How to complete this task
Transcribe the data below verbatim from the line with "assert_eq!(direction(&[]), None);" to the line with "several at once;". Include both of those lines.

Task input
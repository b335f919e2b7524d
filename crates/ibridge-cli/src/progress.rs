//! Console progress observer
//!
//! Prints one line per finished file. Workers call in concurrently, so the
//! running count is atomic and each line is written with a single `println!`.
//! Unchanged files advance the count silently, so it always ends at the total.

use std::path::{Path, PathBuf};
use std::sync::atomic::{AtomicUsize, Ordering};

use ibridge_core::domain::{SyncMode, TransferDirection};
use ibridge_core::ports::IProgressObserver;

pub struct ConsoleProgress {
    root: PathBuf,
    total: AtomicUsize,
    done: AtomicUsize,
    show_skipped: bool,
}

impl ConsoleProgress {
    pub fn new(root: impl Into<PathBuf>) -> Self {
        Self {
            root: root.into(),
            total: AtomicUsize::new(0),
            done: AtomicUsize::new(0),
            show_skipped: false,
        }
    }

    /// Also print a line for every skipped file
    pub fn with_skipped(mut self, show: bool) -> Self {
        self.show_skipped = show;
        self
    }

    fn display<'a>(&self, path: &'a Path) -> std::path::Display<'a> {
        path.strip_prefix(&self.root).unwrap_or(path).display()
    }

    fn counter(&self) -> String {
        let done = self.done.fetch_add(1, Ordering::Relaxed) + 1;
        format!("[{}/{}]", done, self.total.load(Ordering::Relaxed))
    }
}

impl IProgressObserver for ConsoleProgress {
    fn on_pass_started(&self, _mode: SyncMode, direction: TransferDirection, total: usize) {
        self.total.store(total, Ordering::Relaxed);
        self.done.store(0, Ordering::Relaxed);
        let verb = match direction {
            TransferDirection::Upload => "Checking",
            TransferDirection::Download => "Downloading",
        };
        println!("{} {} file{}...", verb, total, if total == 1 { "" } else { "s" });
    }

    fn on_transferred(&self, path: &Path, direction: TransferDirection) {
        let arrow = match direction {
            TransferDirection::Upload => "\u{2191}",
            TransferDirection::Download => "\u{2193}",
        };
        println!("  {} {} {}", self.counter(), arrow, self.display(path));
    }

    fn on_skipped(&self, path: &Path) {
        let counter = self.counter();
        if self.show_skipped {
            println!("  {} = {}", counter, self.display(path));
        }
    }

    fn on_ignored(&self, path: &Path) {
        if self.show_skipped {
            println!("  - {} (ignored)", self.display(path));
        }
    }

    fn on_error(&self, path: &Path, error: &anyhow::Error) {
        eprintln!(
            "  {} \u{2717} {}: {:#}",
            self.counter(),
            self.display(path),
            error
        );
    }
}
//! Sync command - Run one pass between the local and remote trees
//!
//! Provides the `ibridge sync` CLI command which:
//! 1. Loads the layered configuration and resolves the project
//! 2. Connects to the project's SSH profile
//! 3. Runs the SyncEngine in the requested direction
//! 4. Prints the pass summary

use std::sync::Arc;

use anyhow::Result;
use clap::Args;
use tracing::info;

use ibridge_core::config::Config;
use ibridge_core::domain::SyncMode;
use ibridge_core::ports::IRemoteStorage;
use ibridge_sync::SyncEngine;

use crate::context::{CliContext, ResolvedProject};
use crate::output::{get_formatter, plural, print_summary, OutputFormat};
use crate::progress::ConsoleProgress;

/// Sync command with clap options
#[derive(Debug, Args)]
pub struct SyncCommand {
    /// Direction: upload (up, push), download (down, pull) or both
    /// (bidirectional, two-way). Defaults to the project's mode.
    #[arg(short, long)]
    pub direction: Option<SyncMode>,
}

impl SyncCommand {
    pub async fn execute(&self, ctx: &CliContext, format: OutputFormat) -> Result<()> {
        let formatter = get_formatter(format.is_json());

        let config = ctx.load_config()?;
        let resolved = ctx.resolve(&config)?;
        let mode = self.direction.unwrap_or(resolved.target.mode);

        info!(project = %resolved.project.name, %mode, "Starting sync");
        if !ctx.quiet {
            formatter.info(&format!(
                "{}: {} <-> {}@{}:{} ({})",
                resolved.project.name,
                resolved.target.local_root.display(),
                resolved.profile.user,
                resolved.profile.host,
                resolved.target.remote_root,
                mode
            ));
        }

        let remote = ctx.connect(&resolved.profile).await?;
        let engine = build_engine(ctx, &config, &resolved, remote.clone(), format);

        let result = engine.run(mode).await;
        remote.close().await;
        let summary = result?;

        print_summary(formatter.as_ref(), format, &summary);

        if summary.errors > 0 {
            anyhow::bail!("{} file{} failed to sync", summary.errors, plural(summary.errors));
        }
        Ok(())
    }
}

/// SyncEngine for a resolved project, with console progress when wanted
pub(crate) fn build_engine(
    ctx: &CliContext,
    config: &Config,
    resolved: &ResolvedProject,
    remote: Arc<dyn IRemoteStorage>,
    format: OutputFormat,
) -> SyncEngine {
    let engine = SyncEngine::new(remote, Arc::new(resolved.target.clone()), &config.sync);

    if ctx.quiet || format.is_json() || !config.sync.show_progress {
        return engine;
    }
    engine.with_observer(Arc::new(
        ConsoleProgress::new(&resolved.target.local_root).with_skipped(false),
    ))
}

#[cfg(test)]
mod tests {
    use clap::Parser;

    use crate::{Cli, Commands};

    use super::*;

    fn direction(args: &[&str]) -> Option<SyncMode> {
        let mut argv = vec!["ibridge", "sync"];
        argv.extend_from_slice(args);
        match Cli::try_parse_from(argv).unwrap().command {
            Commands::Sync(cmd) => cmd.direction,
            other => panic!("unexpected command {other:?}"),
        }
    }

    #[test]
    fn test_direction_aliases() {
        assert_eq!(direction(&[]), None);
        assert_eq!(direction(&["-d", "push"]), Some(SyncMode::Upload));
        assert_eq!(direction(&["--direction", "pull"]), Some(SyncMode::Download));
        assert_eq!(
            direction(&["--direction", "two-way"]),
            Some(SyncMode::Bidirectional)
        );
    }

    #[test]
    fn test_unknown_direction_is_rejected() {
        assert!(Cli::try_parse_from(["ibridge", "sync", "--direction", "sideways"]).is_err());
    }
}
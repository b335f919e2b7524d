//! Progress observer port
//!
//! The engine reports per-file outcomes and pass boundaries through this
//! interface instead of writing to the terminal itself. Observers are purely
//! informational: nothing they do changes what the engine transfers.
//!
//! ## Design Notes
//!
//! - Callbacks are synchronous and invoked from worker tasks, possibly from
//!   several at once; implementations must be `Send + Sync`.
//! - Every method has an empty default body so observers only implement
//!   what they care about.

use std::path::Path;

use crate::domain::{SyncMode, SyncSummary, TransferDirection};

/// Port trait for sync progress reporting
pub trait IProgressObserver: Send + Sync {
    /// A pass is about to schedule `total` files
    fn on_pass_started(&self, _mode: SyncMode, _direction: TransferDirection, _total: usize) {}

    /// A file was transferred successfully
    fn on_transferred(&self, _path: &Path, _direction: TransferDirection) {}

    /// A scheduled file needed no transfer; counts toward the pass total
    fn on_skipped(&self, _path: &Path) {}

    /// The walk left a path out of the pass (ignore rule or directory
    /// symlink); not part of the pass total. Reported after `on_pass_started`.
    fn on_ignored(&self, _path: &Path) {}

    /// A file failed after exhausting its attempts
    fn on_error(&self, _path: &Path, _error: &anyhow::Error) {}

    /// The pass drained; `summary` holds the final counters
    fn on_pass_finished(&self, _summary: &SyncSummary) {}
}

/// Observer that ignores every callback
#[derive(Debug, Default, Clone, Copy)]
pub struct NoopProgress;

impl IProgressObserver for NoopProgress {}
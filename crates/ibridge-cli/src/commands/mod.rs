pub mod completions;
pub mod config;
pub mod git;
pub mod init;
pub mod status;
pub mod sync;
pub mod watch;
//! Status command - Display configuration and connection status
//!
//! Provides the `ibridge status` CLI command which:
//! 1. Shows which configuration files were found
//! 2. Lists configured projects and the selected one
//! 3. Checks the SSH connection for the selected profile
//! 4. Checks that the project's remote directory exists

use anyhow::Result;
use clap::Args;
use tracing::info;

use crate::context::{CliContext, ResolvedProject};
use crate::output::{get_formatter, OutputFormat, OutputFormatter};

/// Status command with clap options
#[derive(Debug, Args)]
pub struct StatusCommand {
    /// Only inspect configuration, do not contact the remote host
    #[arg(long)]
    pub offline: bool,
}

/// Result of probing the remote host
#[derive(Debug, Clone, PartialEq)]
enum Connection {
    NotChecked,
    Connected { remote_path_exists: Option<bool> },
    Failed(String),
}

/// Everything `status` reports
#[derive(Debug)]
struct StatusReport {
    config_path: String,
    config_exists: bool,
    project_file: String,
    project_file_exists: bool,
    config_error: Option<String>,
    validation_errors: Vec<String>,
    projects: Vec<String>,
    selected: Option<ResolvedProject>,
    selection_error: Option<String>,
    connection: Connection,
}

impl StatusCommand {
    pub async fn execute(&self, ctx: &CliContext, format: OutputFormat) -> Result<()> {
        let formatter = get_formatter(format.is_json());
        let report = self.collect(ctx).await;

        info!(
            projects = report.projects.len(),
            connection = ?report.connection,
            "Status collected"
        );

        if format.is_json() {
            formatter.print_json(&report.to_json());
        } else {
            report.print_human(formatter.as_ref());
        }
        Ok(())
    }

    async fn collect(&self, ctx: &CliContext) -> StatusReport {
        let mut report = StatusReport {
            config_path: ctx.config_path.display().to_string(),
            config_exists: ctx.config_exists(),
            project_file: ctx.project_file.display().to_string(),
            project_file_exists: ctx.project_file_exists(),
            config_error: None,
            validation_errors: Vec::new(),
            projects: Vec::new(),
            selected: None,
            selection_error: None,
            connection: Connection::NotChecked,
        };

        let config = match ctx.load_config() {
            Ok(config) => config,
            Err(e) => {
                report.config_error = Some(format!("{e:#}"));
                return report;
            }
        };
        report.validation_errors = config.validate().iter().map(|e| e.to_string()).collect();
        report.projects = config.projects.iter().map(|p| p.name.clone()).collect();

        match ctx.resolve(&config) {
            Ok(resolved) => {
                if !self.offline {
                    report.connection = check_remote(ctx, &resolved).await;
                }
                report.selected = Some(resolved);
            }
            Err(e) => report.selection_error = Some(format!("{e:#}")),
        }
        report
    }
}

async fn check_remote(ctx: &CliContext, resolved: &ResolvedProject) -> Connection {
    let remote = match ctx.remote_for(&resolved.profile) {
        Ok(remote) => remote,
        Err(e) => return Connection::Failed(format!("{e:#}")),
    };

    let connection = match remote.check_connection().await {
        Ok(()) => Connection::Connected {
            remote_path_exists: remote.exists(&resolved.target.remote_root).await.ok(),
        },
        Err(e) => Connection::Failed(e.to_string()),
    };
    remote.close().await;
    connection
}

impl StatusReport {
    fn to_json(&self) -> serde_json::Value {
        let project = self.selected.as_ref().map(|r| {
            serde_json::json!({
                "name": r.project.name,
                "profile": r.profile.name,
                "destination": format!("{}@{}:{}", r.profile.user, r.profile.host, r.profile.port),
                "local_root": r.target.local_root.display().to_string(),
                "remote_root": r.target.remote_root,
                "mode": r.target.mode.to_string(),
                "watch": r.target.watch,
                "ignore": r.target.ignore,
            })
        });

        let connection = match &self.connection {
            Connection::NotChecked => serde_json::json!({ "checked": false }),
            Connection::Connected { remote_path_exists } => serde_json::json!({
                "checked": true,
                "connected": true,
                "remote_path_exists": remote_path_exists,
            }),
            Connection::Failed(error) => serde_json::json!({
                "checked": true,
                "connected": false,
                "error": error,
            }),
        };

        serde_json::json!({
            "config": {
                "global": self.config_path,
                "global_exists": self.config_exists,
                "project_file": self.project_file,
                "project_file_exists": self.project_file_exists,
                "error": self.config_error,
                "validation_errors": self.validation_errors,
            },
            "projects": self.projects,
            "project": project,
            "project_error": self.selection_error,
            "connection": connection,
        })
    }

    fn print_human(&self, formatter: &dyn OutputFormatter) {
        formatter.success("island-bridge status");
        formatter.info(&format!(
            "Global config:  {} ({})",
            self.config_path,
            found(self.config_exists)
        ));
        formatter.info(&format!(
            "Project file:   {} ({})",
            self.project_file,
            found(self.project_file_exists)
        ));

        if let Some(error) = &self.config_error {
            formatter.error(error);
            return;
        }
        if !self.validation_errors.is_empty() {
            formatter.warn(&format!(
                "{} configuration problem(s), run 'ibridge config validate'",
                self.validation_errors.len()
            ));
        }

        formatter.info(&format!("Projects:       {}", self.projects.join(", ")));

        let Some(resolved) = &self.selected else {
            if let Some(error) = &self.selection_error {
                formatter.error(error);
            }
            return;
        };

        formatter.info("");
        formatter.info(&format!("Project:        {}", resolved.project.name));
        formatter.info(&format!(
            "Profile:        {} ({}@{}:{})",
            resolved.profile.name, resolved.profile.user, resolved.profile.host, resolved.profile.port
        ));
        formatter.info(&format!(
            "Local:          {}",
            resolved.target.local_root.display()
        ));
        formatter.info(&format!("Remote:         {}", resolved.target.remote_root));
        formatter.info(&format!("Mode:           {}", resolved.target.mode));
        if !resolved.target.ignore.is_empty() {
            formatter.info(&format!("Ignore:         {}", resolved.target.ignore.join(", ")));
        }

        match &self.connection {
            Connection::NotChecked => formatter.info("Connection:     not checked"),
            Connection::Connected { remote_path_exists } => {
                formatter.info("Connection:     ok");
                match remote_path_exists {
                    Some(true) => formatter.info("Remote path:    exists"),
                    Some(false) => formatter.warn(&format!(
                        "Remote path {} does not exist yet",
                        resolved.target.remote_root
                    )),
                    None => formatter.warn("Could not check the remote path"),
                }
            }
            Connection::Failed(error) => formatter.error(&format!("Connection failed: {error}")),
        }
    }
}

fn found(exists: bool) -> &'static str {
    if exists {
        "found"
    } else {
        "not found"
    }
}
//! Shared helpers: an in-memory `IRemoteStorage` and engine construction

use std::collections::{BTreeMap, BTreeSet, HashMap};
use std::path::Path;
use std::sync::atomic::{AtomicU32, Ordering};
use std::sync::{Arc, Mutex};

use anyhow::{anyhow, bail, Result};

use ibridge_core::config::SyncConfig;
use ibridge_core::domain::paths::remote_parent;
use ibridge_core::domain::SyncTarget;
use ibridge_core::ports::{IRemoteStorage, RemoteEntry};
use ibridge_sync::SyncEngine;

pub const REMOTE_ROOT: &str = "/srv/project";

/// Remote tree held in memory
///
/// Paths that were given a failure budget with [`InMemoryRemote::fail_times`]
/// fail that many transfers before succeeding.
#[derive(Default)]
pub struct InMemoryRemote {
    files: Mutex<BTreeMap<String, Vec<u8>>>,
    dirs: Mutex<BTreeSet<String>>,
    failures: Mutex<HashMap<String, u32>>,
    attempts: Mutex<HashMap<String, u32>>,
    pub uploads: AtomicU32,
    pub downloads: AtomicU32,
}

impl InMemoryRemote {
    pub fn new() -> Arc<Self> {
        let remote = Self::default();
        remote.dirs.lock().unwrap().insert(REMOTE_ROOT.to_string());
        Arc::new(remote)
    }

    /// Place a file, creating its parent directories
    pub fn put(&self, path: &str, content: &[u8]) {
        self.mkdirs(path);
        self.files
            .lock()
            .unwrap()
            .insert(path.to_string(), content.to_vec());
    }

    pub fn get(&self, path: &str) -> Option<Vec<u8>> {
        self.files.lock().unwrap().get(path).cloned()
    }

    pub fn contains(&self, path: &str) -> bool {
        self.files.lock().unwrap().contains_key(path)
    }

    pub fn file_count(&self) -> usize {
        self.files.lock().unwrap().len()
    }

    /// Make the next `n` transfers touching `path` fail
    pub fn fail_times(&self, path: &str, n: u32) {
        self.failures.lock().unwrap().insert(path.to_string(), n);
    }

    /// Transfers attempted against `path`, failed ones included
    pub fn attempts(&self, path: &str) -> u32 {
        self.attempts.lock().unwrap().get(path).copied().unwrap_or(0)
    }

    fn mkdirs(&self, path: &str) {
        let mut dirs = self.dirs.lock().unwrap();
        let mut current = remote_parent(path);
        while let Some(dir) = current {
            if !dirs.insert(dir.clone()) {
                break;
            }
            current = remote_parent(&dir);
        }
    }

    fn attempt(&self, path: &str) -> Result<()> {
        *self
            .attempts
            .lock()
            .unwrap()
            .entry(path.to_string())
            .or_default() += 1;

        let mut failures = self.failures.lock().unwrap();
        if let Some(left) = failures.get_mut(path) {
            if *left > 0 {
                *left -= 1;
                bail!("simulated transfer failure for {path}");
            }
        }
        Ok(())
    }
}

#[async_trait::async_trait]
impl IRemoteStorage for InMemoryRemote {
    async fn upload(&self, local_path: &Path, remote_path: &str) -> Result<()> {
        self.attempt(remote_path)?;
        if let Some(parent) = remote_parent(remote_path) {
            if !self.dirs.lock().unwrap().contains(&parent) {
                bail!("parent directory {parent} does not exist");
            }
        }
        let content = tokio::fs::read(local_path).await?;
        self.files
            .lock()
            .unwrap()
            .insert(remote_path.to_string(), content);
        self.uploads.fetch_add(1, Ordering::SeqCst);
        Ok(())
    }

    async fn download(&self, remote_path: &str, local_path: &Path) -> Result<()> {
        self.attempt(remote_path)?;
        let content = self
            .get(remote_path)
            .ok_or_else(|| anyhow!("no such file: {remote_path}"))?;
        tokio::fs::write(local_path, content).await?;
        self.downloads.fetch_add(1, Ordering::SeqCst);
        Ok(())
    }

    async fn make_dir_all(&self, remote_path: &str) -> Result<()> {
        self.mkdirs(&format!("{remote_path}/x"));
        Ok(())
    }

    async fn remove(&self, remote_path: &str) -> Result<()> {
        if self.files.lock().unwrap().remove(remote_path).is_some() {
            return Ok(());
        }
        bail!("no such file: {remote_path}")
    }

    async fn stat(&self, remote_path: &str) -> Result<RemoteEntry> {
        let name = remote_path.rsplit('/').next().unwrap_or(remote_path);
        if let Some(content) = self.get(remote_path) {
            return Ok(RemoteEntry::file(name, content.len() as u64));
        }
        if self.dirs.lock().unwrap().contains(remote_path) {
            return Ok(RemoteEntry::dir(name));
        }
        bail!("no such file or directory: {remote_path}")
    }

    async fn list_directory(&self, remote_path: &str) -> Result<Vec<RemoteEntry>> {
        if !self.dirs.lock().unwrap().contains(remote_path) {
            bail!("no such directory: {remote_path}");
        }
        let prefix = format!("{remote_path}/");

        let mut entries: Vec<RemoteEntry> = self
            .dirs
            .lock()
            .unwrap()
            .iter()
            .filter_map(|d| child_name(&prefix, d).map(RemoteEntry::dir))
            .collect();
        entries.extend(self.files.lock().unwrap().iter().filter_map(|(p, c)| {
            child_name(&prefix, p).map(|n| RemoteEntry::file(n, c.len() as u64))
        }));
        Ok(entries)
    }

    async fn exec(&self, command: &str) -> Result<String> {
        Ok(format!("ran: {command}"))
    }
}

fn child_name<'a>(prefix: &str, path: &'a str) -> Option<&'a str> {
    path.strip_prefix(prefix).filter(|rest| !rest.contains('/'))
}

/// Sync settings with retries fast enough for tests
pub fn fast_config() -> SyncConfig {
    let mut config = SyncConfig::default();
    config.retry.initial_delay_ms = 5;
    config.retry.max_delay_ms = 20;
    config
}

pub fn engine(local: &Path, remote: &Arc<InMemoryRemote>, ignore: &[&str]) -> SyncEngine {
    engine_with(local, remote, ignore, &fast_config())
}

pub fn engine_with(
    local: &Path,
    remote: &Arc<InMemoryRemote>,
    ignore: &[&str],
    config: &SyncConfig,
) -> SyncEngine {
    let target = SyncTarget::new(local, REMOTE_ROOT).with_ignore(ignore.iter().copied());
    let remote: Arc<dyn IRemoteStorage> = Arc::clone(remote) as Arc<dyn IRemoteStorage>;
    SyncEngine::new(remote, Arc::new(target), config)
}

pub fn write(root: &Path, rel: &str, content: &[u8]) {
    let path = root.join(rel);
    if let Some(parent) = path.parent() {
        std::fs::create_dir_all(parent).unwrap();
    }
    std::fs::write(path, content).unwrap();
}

Task answer
        assert_eq!(direction(&[]), None);
        assert_eq!(direction(&["-d", "push"]), Some(SyncMode::Upload));
        assert_eq!(direction(&["--direction", "pull"]), Some(SyncMode::Download));
        assert_eq!(
            direction(&["--direction", "two-way"]),
            Some(SyncMode::Bidirectional)
        );
    }

    #[test]
    fn test_unknown_direction_is_rejected() {
        assert!(Cli::try_parse_from(["ibridge", "sync", "--direction", "sideways"]).is_err());
    }
}
repository b335f919e2b7524d
//! Progress observer port
//!
//! The engine reports per-file outcomes and pass boundaries through this
//! interface instead of writing to the terminal itself. Observers are purely
//! informational: nothing they do changes what the engine transfers.
//!
//! ## Design Notes
//!
//! - Callbacks are synchronous and invoked from worker tasks, possibly from
//!   several at once; implementations must be `Send + Sync`.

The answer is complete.